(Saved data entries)
----------------------------------------

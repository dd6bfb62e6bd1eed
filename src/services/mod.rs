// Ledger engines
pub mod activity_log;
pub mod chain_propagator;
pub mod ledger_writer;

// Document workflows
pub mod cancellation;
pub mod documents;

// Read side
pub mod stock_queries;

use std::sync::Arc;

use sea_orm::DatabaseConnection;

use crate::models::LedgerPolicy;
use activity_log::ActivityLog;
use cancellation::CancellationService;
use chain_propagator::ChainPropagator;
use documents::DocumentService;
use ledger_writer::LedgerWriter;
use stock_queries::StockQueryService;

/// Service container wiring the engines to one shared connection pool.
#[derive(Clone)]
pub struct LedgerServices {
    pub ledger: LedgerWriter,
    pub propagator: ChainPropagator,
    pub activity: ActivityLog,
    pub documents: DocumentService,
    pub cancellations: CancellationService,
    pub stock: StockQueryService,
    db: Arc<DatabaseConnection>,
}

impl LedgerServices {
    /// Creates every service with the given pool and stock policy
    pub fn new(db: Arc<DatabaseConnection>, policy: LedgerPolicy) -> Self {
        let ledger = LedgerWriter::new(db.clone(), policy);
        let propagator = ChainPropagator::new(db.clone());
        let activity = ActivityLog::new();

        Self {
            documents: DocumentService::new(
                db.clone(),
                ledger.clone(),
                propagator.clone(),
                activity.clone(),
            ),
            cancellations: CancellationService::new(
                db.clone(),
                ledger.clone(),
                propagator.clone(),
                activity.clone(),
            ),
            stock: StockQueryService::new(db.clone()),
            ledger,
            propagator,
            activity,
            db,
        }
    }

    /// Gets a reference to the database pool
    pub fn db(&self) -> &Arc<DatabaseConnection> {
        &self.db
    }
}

----------------------------------------

> _The problem_:
Search the records for the word "documents" and return every line that holds it.

> _Response area_:
pub mod documents;
use documents::DocumentService;
    pub documents: DocumentService,
            documents: DocumentService::new(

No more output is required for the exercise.